• Database vol kerkelijke documenten
  • Geloofsverdieping
  • Volledig in het Nederlands
  • Beheerd door vrijwilligers

Zoeken in kerkelijke documenten en berichten

x
Het beschreven panorama moet niet alleen begrepen worden in termen van de doodsverschijnselen die het kenmerken, maar ook in de verscheidenheid van oorzaken die het bepalen. De vraag van de Heer: 'Wat heb je gedaan?' (Gen. 4, 10) schijnt a.h.w. een uitnodiging te zijn aan Kaïn om voorbij het materiële karakter van zijn moorddadig handelen te gaan, om het te ervaren in heel de ernst van de motieven die eraan ten grondslag liggen en van de consequenties die eruit voortvloeien.

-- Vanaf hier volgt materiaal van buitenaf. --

//! Priority-aging broker.
//!
//! effective priority = base priority + waited seconds × aging factor
//!
//! Any waiting task's score grows without bound, so it eventually outranks
//! fresher tasks of any base priority: no starvation.
//!
//! Scores live in the store, so they are only as fresh as the last rescore
//! tick (see [`AgingScheduler`]). The staleness bound is
//! `aging_factor × rescore_interval`.

use std::sync::atomic::{AtomicBool, Ordering};
use std::sync::{Arc, Mutex};
use std::time::Duration;

use async_trait::async_trait;
use chrono::{DateTime, Utc};
use tokio::task::JoinHandle;
use tokio_util::sync::CancellationToken;
use tracing::{debug, error, info, warn};

use super::{AgingScheduler, Broker};
use crate::config::BrokerConfig;
use crate::domain::{Task, TaskStatus, codec};
use crate::error::DroverError;
use crate::ports::{Clock, StoreAdapter};

#[derive(Debug, Clone, Copy, PartialEq)]
pub struct AgingPolicy {
    /// Priority gained per second of waiting. Never negative.
    pub aging_factor: f64,

    /// Rescore tick interval (Δt).
    pub rescore_interval: Duration,
}

impl AgingPolicy {
    pub fn new(aging_factor: f64, rescore_interval: Duration) -> Self {
        Self {
            aging_factor: aging_factor.max(0.0),
            rescore_interval,
        }
    }

    pub fn from_config(config: &BrokerConfig) -> Self {
        Self::new(config.aging_factor, config.rescore_interval())
    }

    pub fn effective_priority(&self, task: &Task, now: DateTime<Utc>) -> f64 {
        task.priority().base_score() + task.waited_seconds(now) * self.aging_factor
    }

    /// Maximum gap between a stored score and the exact effective priority.
    pub fn staleness_bound(&self) -> f64 {
        self.aging_factor * self.rescore_interval.as_secs_f64()
    }
}

impl Default for AgingPolicy {
    fn default() -> Self {
        Self::new(0.1, Duration::from_secs(1))
    }
}

/// Sorted-collection member: `<order key>|<task record>`.
///
/// Sorted collections break score ties by member bytes, greatest first. The
/// order key is a fixed-width decimal that is larger for older tasks, so
/// equal scores pop oldest first.
pub(crate) fn encode_member(task: &Task) -> Result<String, DroverError> {
    Ok(format!(
        "{:020}|{}",
        order_key(task.created_at()),
        codec::encode(task)?
    ))
}

/// Strictly decreasing in `created_at` over the nanosecond range
/// (1677-09-21 to 2262-04-11). Times outside it clamp to the nearest end.
fn order_key(created_at: DateTime<Utc>) -> u64 {
    let nanos = match created_at.timestamp_nanos_opt() {
        Some(nanos) => nanos,
        None if created_at.timestamp() < 0 => i64::MIN,
        None => i64::MAX,
    };
    // flip the sign bit: i64 order becomes u64 order
    let biased = (nanos as u64) ^ (1 << 63);
    u64::MAX - biased
}

pub(crate) fn decode_member(member: &str) -> Result<Task, DroverError> {
    let record = member.split_once('|').map_or(member, |(_, record)| record);
    codec::decode(record)
}

pub struct PriorityAgingBroker {
    store: Arc<dyn StoreAdapter>,
    collection: String,
    policy: AgingPolicy,
    scheduler: Arc<AgingScheduler>,
    scheduler_cancel: CancellationToken,
    scheduler_join: Mutex<Option<JoinHandle<()>>>,
    closed: AtomicBool,
}

impl PriorityAgingBroker {
    /// Build the broker and spawn its aging scheduler.
    ///
    /// The scheduler stops on `close()` or when `shutdown` fires.
    pub fn start(
        store: Arc<dyn StoreAdapter>,
        collection: impl Into<String>,
        policy: AgingPolicy,
        clock: Arc<dyn Clock>,
        shutdown: &CancellationToken,
    ) -> Self {
        let broker = Self::assemble(
            store,
            collection.into(),
            policy,
            clock,
            shutdown.child_token(),
        );
        let join = tokio::spawn(
            Arc::clone(&broker.scheduler).run(broker.scheduler_cancel.clone()),
        );
        *broker
            .scheduler_join
            .lock()
            .unwrap_or_else(|poisoned| poisoned.into_inner()) = Some(join);
        info!(
            collection = %broker.collection,
            aging_factor = policy.aging_factor,
            interval_ms = policy.rescore_interval.as_millis() as u64,
            "priority-aging broker started"
        );
        broker
    }

    /// Build the broker with no background scheduler.
    ///
    /// For processes that only enqueue, such as a one-shot submit. Scores
    /// change only through [`rescore_now`](Self::rescore_now); the workers'
    /// scheduler keeps the shared collection aged.
    pub fn without_scheduler(
        store: Arc<dyn StoreAdapter>,
        collection: impl Into<String>,
        policy: AgingPolicy,
        clock: Arc<dyn Clock>,
    ) -> Self {
        Self::assemble(
            store,
            collection.into(),
            policy,
            clock,
            CancellationToken::new(),
        )
    }

    fn assemble(
        store: Arc<dyn StoreAdapter>,
        collection: String,
        policy: AgingPolicy,
        clock: Arc<dyn Clock>,
        scheduler_cancel: CancellationToken,
    ) -> Self {
        let scheduler = Arc::new(AgingScheduler::new(
            Arc::clone(&store),
            collection.clone(),
            policy,
            clock,
        ));
        Self {
            store,
            collection,
            policy,
            scheduler,
            scheduler_cancel,
            scheduler_join: Mutex::new(None),
            closed: AtomicBool::new(false),
        }
    }

    /// Whether a background scheduler is attached.
    pub fn has_scheduler(&self) -> bool {
        self.scheduler_join
            .lock()
            .map(|slot| slot.is_some())
            .unwrap_or(false)
    }

    pub fn policy(&self) -> AgingPolicy {
        self.policy
    }

    /// Run one rescore pass now instead of waiting for the next tick.
    pub async fn rescore_now(&self) -> Result<super::RescoreStats, DroverError> {
        self.ensure_open()?;
        self.scheduler.tick().await
    }

    /// Pending members with their stored scores, highest first.
    pub async fn ranking(&self) -> Result<Vec<(Task, f64)>, DroverError> {
        let members = self.store.snapshot(&self.collection).await?;
        members
            .into_iter()
            .map(|(member, score)| Ok((decode_member(&member)?, score)))
            .collect()
    }

    fn ensure_open(&self) -> Result<(), DroverError> {
        if self.closed.load(Ordering::SeqCst) {
            return Err(DroverError::BrokerUnavailable("broker closed".to_string()));
        }
        Ok(())
    }
}

#[async_trait]
impl Broker for PriorityAgingBroker {
    async fn enqueue(&self, task: &Task) -> Result<(), DroverError> {
        self.ensure_open()?;
        task.validate()?;
        let member = encode_member(task)?;
        // wait time is zero at enqueue; the next tick folds in age
        let score = task.priority().base_score();
        self.store
            .push_sorted(&self.collection, &member, score)
            .await?;
        debug!(
            task_id = %task.id(),
            task_type = %task.task_type(),
            score,
            "enqueued (priority-aging)"
        );
        Ok(())
    }

    async fn dequeue(
        &self,
        consumer_id: &str,
        cancel: &CancellationToken,
    ) -> Result<Task, DroverError> {
        self.ensure_open()?;
        let (member, score) = self
            .store
            .pop_max_blocking(&self.collection, cancel)
            .await?;
        let mut task = decode_member(&member).inspect_err(|e| {
            error!(consumer = consumer_id, error = %e, "dropping undecodable member");
        })?;
        task.transition(TaskStatus::Active)?;
        debug!(consumer = consumer_id, task_id = %task.id(), score, "dequeued (priority-aging)");
        Ok(task)
    }

    async fn pending(&self) -> Result<usize, DroverError> {
        Ok(self.store.len(&self.collection).await?)
    }

    async fn close(&self) -> Result<(), DroverError> {
        if self.closed.swap(true, Ordering::SeqCst) {
            return Ok(());
        }
        self.scheduler_cancel.cancel();
        let join = self
            .scheduler_join
            .lock()
            .map(|mut slot| slot.take())
            .unwrap_or_default();
        if let Some(join) = join
            && let Err(e) = join.await
        {
            warn!(error = %e, "aging scheduler ended abnormally");
        }
        self.store.close().await?;
        Ok(())
    }
}

#[cfg(test)]
mod tests {
    use super::*;
    use crate::domain::{Priority, TaskId, TaskType};
    use crate::impls::MemoryStore;
    use crate::ports::ManualClock;
    use chrono::{Duration as ChronoDuration, TimeZone};
    use ulid::Ulid;

    fn t0() -> DateTime<Utc> {
        Utc.with_ymd_and_hms(2024, 1, 1, 0, 0, 0).unwrap()
    }

    fn task_at(priority: Priority, created_at: DateTime<Utc>) -> Task {
        Task::new_at(
            TaskId::from_ulid(Ulid::new()),
            TaskType::new("report").unwrap(),
            priority,
            Vec::new(),
            created_at,
        )
    }

    /// Broker whose background ticks never fire during a test.
    fn broker(clock: Arc<ManualClock>, factor: f64) -> PriorityAgingBroker {
        PriorityAgingBroker::start(
            Arc::new(MemoryStore::new()),
            "q",
            AgingPolicy::new(factor, Duration::from_secs(3600)),
            clock,
            &CancellationToken::new(),
        )
    }

    #[test]
    fn effective_priority_grows_linearly() {
        let policy = AgingPolicy::new(0.1, Duration::from_secs(1));
        let task = task_at(Priority::LOW, t0());
        assert_eq!(policy.effective_priority(&task, t0()), 1.0);
        let later = t0() + ChronoDuration::seconds(90);
        assert!((policy.effective_priority(&task, later) - 10.0).abs() < 1e-9);
    }

    #[test]
    fn negative_factor_is_clamped() {
        assert_eq!(AgingPolicy::new(-1.0, Duration::from_secs(1)).aging_factor, 0.0);
    }

    #[test]
    fn older_members_sort_higher() {
        let old = encode_member(&task_at(Priority::LOW, t0())).unwrap();
        let new = encode_member(&task_at(Priority::LOW, t0() + ChronoDuration::nanoseconds(1)))
            .unwrap();
        assert!(old > new);
    }

    #[test]
    fn order_key_holds_before_the_epoch() {
        let epoch = Utc.timestamp_opt(0, 0).unwrap();
        let older = task_at(Priority::LOW, epoch - ChronoDuration::days(365));
        let newer = task_at(Priority::LOW, epoch - ChronoDuration::days(1));
        let after = task_at(Priority::LOW, epoch + ChronoDuration::days(1));
        let (older, newer, after) = (
            encode_member(&older).unwrap(),
            encode_member(&newer).unwrap(),
            encode_member(&after).unwrap(),
        );
        assert!(older > newer);
        assert!(newer > after);
    }

    #[test]
    fn out_of_range_times_clamp_to_the_ends() {
        let ancient = Utc.with_ymd_and_hms(1000, 1, 1, 0, 0, 0).unwrap();
        let far = Utc.with_ymd_and_hms(3000, 1, 1, 0, 0, 0).unwrap();
        assert_eq!(order_key(ancient), u64::MAX);
        assert_eq!(order_key(far), 0);
        // still ordered against in-range times
        assert!(order_key(ancient) > order_key(t0()));
        assert!(order_key(t0()) > order_key(far));
        assert_eq!(format!("{:020}", order_key(ancient)).len(), 20);
    }

    #[test]
    fn member_roundtrip() {
        let task = task_at(Priority::HIGH, t0());
        assert_eq!(decode_member(&encode_member(&task).unwrap()).unwrap(), task);
    }

    #[tokio::test]
    async fn higher_priority_first_without_aging() {
        let clock = Arc::new(ManualClock::new(t0()));
        let broker = broker(clock, 0.0);
        let cancel = CancellationToken::new();
        let low = task_at(Priority::LOW, t0());
        let high = task_at(Priority::HIGH, t0() + ChronoDuration::seconds(1));
        broker.enqueue(&low).await.unwrap();
        broker.enqueue(&high).await.unwrap();

        assert_eq!(broker.dequeue("c", &cancel).await.unwrap().id(), high.id());
        assert_eq!(broker.dequeue("c", &cancel).await.unwrap().id(), low.id());
    }

    #[tokio::test]
    async fn ties_go_to_the_oldest_task() {
        let clock = Arc::new(ManualClock::new(t0()));
        let broker = broker(clock, 0.0);
        let cancel = CancellationToken::new();
        let newer = task_at(Priority::MEDIUM, t0() + ChronoDuration::milliseconds(5));
        let older = task_at(Priority::MEDIUM, t0());
        broker.enqueue(&newer).await.unwrap();
        broker.enqueue(&older).await.unwrap();

        assert_eq!(broker.dequeue("c", &cancel).await.unwrap().id(), older.id());
        assert_eq!(broker.dequeue("c", &cancel).await.unwrap().id(), newer.id());
    }

    #[tokio::test]
    async fn rescore_folds_in_wait_time() {
        let clock = Arc::new(ManualClock::new(t0()));
        let broker = broker(Arc::clone(&clock), 0.5);
        broker.enqueue(&task_at(Priority::LOW, t0())).await.unwrap();

        clock.advance(ChronoDuration::seconds(4));
        let stats = broker.rescore_now().await.unwrap();
        assert_eq!(stats.scanned, 1);
        assert_eq!(stats.updated, 1);

        let ranking = broker.ranking().await.unwrap();
        assert_eq!(ranking.len(), 1);
        assert!((ranking[0].1 - 3.0).abs() < 1e-9);
    }

    #[tokio::test]
    async fn enqueue_only_broker_never_rescores_on_its_own() {
        let clock = Arc::new(ManualClock::new(t0()));
        let broker = PriorityAgingBroker::without_scheduler(
            Arc::new(MemoryStore::new()),
            "q",
            AgingPolicy::new(1.0, Duration::from_millis(10)),
            clock.clone(),
        );
        assert!(!broker.has_scheduler());
        broker.enqueue(&task_at(Priority::LOW, t0())).await.unwrap();

        clock.advance(ChronoDuration::seconds(30));
        // several intervals pass with nothing rescoring
        tokio::time::sleep(Duration::from_millis(100)).await;
        assert_eq!(broker.ranking().await.unwrap()[0].1, 1.0);

        broker.rescore_now().await.unwrap();
        assert!((broker.ranking().await.unwrap()[0].1 - 31.0).abs() < 1e-9);
        broker.close().await.unwrap();
    }

    #[tokio::test]
    async fn closed_broker_refuses_rescore() {
        let clock = Arc::new(ManualClock::new(t0()));
        let broker = broker(clock, 0.1);
        broker.close().await.unwrap();
        broker.close().await.unwrap();
        assert!(matches!(
            broker.rescore_now().await,
            Err(DroverError::BrokerUnavailable(_))
        ));
    }
}
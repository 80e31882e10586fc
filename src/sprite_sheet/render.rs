//! # 帧提取与绘制
//!
//! ## 设计思路
//!
//! 播放侧每个输出目标（窗口中的一块画布）持有自己的后备缓冲。
//! 后备分辨率 = 逻辑尺寸 × 设备像素比（向上取整）；尺寸与像素比未变化时复用缓冲，
//! 只清空后重绘，避免逐帧重新分配。
//!
//! ## 实现思路
//!
//! - 源矩形：`x = (frame mod columns) * fw`，`y = min(row, rows - 1) * fh`；
//! - 帧按原始宽高比居中适配到后备缓冲；
//! - `smoothing` 决定双线性还是最近邻缩放；
//! - `export_frame_png` 为无状态版本，按原始帧尺寸导出 PNG。

use base64::{Engine as _, engine::general_purpose};
use image::imageops::FilterType;

use super::decode::resize_buffer;
use super::pixels::PixelBuffer;
use super::processor::{ProcessedSheet, encode_png};
use super::SpriteSheetError;

/// 输出目标的逻辑尺寸与设备像素比。
#[derive(Debug, Clone, Copy, PartialEq)]
pub struct OutputSize {
    pub width: u32,
    pub height: u32,
    pub device_pixel_ratio: f32,
}

impl OutputSize {
    pub fn new(width: u32, height: u32, device_pixel_ratio: f32) -> Self {
        Self {
            width,
            height,
            device_pixel_ratio,
        }
    }

    /// 后备缓冲的物理像素尺寸。非法像素比按 1 处理。
    pub fn backing_size(&self) -> (u32, u32) {
        let dpr = self.effective_ratio() as f64;
        (
            (self.width as f64 * dpr).ceil() as u32,
            (self.height as f64 * dpr).ceil() as u32,
        )
    }

    fn effective_ratio(&self) -> f32 {
        if self.device_pixel_ratio.is_finite() && self.device_pixel_ratio > 0.0 {
            self.device_pixel_ratio
        } else {
            1.0
        }
    }
}

/// 精灵图表面上的源矩形。
#[derive(Debug, Clone, Copy, PartialEq, Eq)]
pub struct FrameRect {
    pub x: u32,
    pub y: u32,
    pub width: u32,
    pub height: u32,
}

impl FrameRect {
    /// 计算指定帧的源矩形；行号超出时夹取到最后一行。
    pub fn locate(sheet: &ProcessedSheet, frame_index: u32, row_index: u32) -> Self {
        if sheet.columns == 0 || sheet.rows == 0 {
            return Self {
                x: 0,
                y: 0,
                width: 0,
                height: 0,
            };
        }
        let column = frame_index % sheet.columns;
        let row = row_index.min(sheet.rows - 1);
        Self {
            x: column * sheet.frame_width,
            y: row * sheet.frame_height,
            width: sheet.frame_width,
            height: sheet.frame_height,
        }
    }

    pub fn is_empty(&self) -> bool {
        self.width == 0 || self.height == 0
    }
}

#[derive(Debug, Clone, Copy, PartialEq)]
struct BackingRecord {
    width: u32,
    height: u32,
    dpr_bits: u32,
}

/// 单个输出目标：后备缓冲 + 上次使用的尺寸记录。
#[derive(Debug, Default)]
pub struct RenderTarget {
    backing: Option<PixelBuffer>,
    record: Option<BackingRecord>,
    allocations: u32,
}

impl RenderTarget {
    pub fn new() -> Self {
        Self::default()
    }

    /// 当前后备缓冲（尚未绘制时为空）。
    pub fn backing(&self) -> Option<&PixelBuffer> {
        self.backing.as_ref()
    }

    /// 后备缓冲累计分配次数。
    pub fn allocations(&self) -> u32 {
        self.allocations
    }

    fn prepare(&mut self, size: OutputSize) -> Result<&mut PixelBuffer, SpriteSheetError> {
        let (width, height) = size.backing_size();
        let record = BackingRecord {
            width,
            height,
            dpr_bits: size.effective_ratio().to_bits(),
        };

        let reusable = self.backing.is_some() && self.record == Some(record);
        if reusable {
            if let Some(existing) = self.backing.as_mut() {
                existing.as_bytes_mut().fill(0);
            }
        } else {
            let buffer = PixelBuffer::new_transparent(width, height).map_err(|e| {
                SpriteSheetError::SurfaceAllocation(format!(
                    "无法分配 {}x{} 后备缓冲：{}",
                    width, height, e
                ))
            })?;
            log::debug!("🖼️ 分配后备缓冲 {}x{}（dpr={}）", width, height, size.effective_ratio());
            self.backing = Some(buffer);
            self.record = Some(record);
            self.allocations += 1;
        }

        self.backing
            .as_mut()
            .ok_or_else(|| SpriteSheetError::SurfaceAllocation("后备缓冲不可用".to_string()))
    }
}

/// 帧绘制器。
#[derive(Debug, Clone, Copy)]
pub struct FrameRenderer {
    smoothing: bool,
}

impl Default for FrameRenderer {
    fn default() -> Self {
        Self { smoothing: true }
    }
}

impl FrameRenderer {
    pub fn new(smoothing: bool) -> Self {
        Self { smoothing }
    }

    pub fn smoothing(&self) -> bool {
        self.smoothing
    }

    /// 把一帧绘制到目标上，保持帧宽高比并居中。返回读取的源矩形。
    pub fn draw_frame(
        &self,
        target: &mut RenderTarget,
        sheet: &ProcessedSheet,
        frame_index: u32,
        row_index: u32,
        size: OutputSize,
    ) -> Result<FrameRect, SpriteSheetError> {
        let rect = FrameRect::locate(sheet, frame_index, row_index);
        let backing = target.prepare(size)?;
        if rect.is_empty() || backing.is_empty() {
            return Ok(rect);
        }

        let (draw_width, draw_height) = fit_inside(rect, backing.width(), backing.height());
        let frame = sheet.surface.crop(rect.x, rect.y, rect.width, rect.height)?;
        let filter = if self.smoothing {
            FilterType::Triangle
        } else {
            FilterType::Nearest
        };
        let scaled = resize_buffer(frame, draw_width, draw_height, filter)?;

        let offset_x = (backing.width() - draw_width) / 2;
        let offset_y = (backing.height() - draw_height) / 2;
        blit(backing, &scaled, offset_x, offset_y);

        Ok(rect)
    }
}

/// 按宽高比把帧适配进 `max_width x max_height`。
fn fit_inside(rect: FrameRect, max_width: u32, max_height: u32) -> (u32, u32) {
    let scale = (max_width as f64 / rect.width as f64).min(max_height as f64 / rect.height as f64);
    let width = ((rect.width as f64 * scale).round() as u32).clamp(1, max_width);
    let height = ((rect.height as f64 * scale).round() as u32).clamp(1, max_height);
    (width, height)
}

fn blit(dst: &mut PixelBuffer, src: &PixelBuffer, offset_x: u32, offset_y: u32) {
    let row_bytes = src.width() as usize * 4;
    for y in 0..src.height() {
        let (Some(from), Some(to)) = (src.index_of(0, y), dst.index_of(offset_x, offset_y + y)) else {
            continue;
        };
        let n = row_bytes.min(dst.as_bytes().len() - to);
        dst.as_bytes_mut()[to..to + n].copy_from_slice(&src.as_bytes()[from..from + n]);
    }
}

/// 无状态导出：按原始帧尺寸编码单帧 PNG。
pub fn export_frame_png(
    sheet: &ProcessedSheet,
    frame_index: u32,
    row_index: u32,
) -> Result<Vec<u8>, SpriteSheetError> {
    let rect = FrameRect::locate(sheet, frame_index, row_index);
    if rect.is_empty() {
        return Err(SpriteSheetError::SurfaceAllocation("精灵图没有可导出的帧".to_string()));
    }
    let frame = sheet.surface.crop(rect.x, rect.y, rect.width, rect.height)?;
    encode_png(&frame)
}

pub fn export_frame_png_base64(
    sheet: &ProcessedSheet,
    frame_index: u32,
    row_index: u32,
) -> Result<String, SpriteSheetError> {
    Ok(general_purpose::STANDARD.encode(export_frame_png(sheet, frame_index, row_index)?))
}

#[cfg(test)]
mod tests {
    use super::*;

    /// 每帧填充不同颜色的 4x2 网格。
    fn numbered_sheet() -> ProcessedSheet {
        let (fw, fh, columns, rows) = (8, 6, 4, 2);
        let mut surface = PixelBuffer::new_transparent(fw * columns, fh * rows).expect("alloc failed");
        for y in 0..fh * rows {
            for x in 0..fw * columns {
                let id = (y / fh) * columns + x / fw;
                surface.set(x, y, [id as u8 * 10, 100, 200, 255]);
            }
        }
        ProcessedSheet {
            surface,
            frame_width: fw,
            frame_height: fh,
            columns,
            rows,
        }
    }

    #[test]
    fn source_rect_wraps_columns_and_clamps_rows() {
        let sheet = numbered_sheet();
        assert_eq!(
            FrameRect::locate(&sheet, 5, 0),
            FrameRect { x: 8, y: 0, width: 8, height: 6 }
        );
        assert_eq!(FrameRect::locate(&sheet, 0, 9).y, 6);
    }

    #[test]
    fn draw_fits_frame_and_scales_backing_by_dpr() {
        let sheet = numbered_sheet();
        let renderer = FrameRenderer::new(false);
        let mut target = RenderTarget::new();
        renderer
            .draw_frame(&mut target, &sheet, 2, 1, OutputSize::new(16, 24, 2.0))
            .expect("draw failed");

        let backing = target.backing().expect("backing missing");
        assert_eq!((backing.width(), backing.height()), (32, 48));
        // 8x6 帧适配进 32x48：32x24，垂直居中
        assert_eq!(backing.alpha(16, 0), 0);
        assert_eq!(backing.get(16, 24), Some([60, 100, 200, 255]));
    }

    #[test]
    fn unchanged_size_reuses_backing() {
        let sheet = numbered_sheet();
        let renderer = FrameRenderer::default();
        let mut target = RenderTarget::new();
        let size = OutputSize::new(20, 20, 1.5);
        for frame in 0..8 {
            renderer
                .draw_frame(&mut target, &sheet, frame, 0, size)
                .expect("draw failed");
        }
        assert_eq!(target.allocations(), 1);

        renderer
            .draw_frame(&mut target, &sheet, 0, 0, OutputSize::new(20, 20, 2.0))
            .expect("draw failed");
        assert_eq!(target.allocations(), 2);
    }

    #[test]
    fn exported_frame_matches_source_rect() {
        let sheet = numbered_sheet();
        let png = export_frame_png(&sheet, 1, 1).expect("export failed");
        let decoded = image::load_from_memory(&png).expect("decode failed").to_rgba8();
        assert_eq!(decoded.dimensions(), (8, 6));
        assert_eq!(decoded.get_pixel(0, 0).0, [50, 100, 200, 255]);
        assert!(export_frame_png_base64(&sheet, 1, 1).is_ok());
    }

    #[test]
    fn zero_sized_output_does_not_panic() {
        let sheet = numbered_sheet();
        let mut target = RenderTarget::new();
        let rect = FrameRenderer::default()
            .draw_frame(&mut target, &sheet, 0, 0, OutputSize::new(0, 0, 1.0))
            .expect("draw failed");
        assert!(!rect.is_empty());
    }
}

Beslissingen die tegen het leven ingaan komen soms voort uit moeilijke of zelfs tragische situaties en diep lijden, eenzaamheid, een volkomen ontbreken van economische vooruitzichten en angst voor de toekomst. Zulke omstandigheden kunnen zelfs in aanzienlijke mate de subjectieve verantwoordelijkheid en de daaruit voortvloeiende schuldigheid van hen die deze keuzes - die op zichzelf slecht zijn - maken, verminderen. Maar vandaag gaat het probleem veel verder dan de noodzakelijke erkenning van deze persoonlijke situaties. Het is een probleem dat ook bestaat op cultureel, sociaal en politiek vlak, waar het zijn subversiefste en verwarrendste kant laat zien in de steeds toenemende tendens om bovengenoemde misdaden tegen het leven te zien als legitieme uitdrukkingen van individuele vrijheid, die erkend en beschermd moeten worden als echte en eigenlijke rechten.

Aldus bereikt een lang historisch proces een keerpunt met tragische gevolgen. Het proces dat eens leidde tot de ontdekking van de idee van 'mensenrechten' - rechten die eigen zijn aan iedere persoon en die voorafgaan aan iedere grondwet en wetgeving van de staat - raakt vandaag in een verrassende tegenspraak. Juist in een tijd nu de onschendbare rechten van de persoon plechtig worden afgekondigd en de waarde van het leven publiekelijk bevestigd, wordt het recht op leven ontkend of vertrapt, vooral op de meest betekenisvolle momenten van het bestaan: het moment van de geboorte en dat van de dood.

Enerzijds laten de verschillende verklaringen van mensenrechten en de vele initiatieven die erdoor geïnspireerd zijn, zien dat er op wereldniveau een groeiende morele gevoeligheid is, alerter op de erkenning van de waarde en de waardigheid van ieder individu als menselijk wezen, zonder enig onderscheid naar ras, nationaliteit, godsdienst, politieke mening of sociale klasse.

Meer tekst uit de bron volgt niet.